> **Task**
Pick each line containing the word "keyed" out of the data below.

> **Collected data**
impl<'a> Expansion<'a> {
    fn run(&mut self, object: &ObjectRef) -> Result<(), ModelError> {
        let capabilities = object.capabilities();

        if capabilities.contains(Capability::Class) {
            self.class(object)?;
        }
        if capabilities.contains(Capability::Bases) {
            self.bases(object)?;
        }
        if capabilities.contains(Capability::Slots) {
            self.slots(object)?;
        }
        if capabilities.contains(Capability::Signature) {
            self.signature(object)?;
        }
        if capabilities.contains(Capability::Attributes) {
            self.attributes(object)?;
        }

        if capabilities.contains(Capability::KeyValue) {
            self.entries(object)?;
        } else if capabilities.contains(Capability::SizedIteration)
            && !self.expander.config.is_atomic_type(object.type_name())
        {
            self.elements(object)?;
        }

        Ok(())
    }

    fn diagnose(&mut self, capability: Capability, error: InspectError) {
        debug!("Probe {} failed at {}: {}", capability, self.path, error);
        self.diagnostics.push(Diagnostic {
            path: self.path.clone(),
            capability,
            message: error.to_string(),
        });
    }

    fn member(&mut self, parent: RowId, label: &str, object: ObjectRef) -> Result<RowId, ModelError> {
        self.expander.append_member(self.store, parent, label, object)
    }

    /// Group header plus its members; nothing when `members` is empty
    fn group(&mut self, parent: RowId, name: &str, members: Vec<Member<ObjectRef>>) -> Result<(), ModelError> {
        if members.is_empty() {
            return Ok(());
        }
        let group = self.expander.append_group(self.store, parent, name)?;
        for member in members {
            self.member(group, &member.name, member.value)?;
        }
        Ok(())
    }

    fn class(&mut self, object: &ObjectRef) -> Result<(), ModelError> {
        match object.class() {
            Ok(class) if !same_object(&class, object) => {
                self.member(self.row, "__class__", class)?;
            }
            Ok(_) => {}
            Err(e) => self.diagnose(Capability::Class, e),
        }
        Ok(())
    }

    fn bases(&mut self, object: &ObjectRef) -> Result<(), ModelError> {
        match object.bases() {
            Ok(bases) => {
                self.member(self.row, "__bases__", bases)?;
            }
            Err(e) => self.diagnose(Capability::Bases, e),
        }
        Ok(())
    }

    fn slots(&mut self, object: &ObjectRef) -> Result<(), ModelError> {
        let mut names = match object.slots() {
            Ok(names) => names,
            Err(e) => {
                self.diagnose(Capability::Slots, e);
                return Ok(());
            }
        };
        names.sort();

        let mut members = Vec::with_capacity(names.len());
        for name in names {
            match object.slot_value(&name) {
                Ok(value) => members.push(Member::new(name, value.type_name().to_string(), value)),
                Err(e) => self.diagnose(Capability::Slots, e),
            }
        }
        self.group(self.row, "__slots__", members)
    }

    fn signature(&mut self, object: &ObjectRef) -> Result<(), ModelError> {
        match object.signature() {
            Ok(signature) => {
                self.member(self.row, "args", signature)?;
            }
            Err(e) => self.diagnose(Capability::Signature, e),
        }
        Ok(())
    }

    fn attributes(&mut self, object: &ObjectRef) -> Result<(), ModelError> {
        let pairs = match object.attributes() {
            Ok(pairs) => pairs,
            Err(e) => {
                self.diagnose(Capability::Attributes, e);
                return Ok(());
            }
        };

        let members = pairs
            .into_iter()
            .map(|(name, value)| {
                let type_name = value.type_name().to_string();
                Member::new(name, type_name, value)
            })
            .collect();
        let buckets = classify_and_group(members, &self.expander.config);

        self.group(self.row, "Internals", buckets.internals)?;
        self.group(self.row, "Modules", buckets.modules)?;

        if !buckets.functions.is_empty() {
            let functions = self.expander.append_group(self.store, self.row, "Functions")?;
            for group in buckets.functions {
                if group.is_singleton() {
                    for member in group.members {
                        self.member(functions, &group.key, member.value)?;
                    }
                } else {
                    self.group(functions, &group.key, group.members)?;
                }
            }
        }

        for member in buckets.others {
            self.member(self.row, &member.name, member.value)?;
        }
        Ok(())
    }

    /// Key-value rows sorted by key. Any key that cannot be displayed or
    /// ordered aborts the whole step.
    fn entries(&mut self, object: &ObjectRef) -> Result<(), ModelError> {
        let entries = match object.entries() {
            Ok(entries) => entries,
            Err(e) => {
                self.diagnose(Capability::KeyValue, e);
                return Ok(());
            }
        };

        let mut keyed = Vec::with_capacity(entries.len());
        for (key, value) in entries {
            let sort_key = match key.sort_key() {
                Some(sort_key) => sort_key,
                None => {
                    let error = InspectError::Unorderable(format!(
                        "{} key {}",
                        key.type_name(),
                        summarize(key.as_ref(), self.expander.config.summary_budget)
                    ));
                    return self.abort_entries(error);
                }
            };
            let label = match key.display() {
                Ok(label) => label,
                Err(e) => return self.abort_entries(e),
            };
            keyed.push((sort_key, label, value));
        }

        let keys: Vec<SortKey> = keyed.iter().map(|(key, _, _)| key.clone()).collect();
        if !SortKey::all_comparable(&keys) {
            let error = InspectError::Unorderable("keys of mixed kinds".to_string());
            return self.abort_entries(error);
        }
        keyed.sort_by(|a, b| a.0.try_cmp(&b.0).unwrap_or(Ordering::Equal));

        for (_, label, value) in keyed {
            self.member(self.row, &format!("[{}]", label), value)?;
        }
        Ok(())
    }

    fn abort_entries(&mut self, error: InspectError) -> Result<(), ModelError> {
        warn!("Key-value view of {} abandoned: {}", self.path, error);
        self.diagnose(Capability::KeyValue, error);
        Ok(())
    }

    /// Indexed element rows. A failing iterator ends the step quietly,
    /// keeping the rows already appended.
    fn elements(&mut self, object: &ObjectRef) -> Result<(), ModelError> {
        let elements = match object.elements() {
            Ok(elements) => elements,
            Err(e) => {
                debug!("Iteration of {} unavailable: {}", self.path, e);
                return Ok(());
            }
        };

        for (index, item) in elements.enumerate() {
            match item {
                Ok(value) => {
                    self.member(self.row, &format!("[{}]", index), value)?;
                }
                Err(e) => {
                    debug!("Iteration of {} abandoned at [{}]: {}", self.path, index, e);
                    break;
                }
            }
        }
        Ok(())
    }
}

> **Exercise response**
        let mut keyed = Vec::with_capacity(entries.len());
            keyed.push((sort_key, label, value));
        let keys: Vec<SortKey> = keyed.iter().map(|(key, _, _)| key.clone()).collect();
        keyed.sort_by(|a, b| a.0.try_cmp(&b.0).unwrap_or(Ordering::Equal));
        for (_, label, value) in keyed {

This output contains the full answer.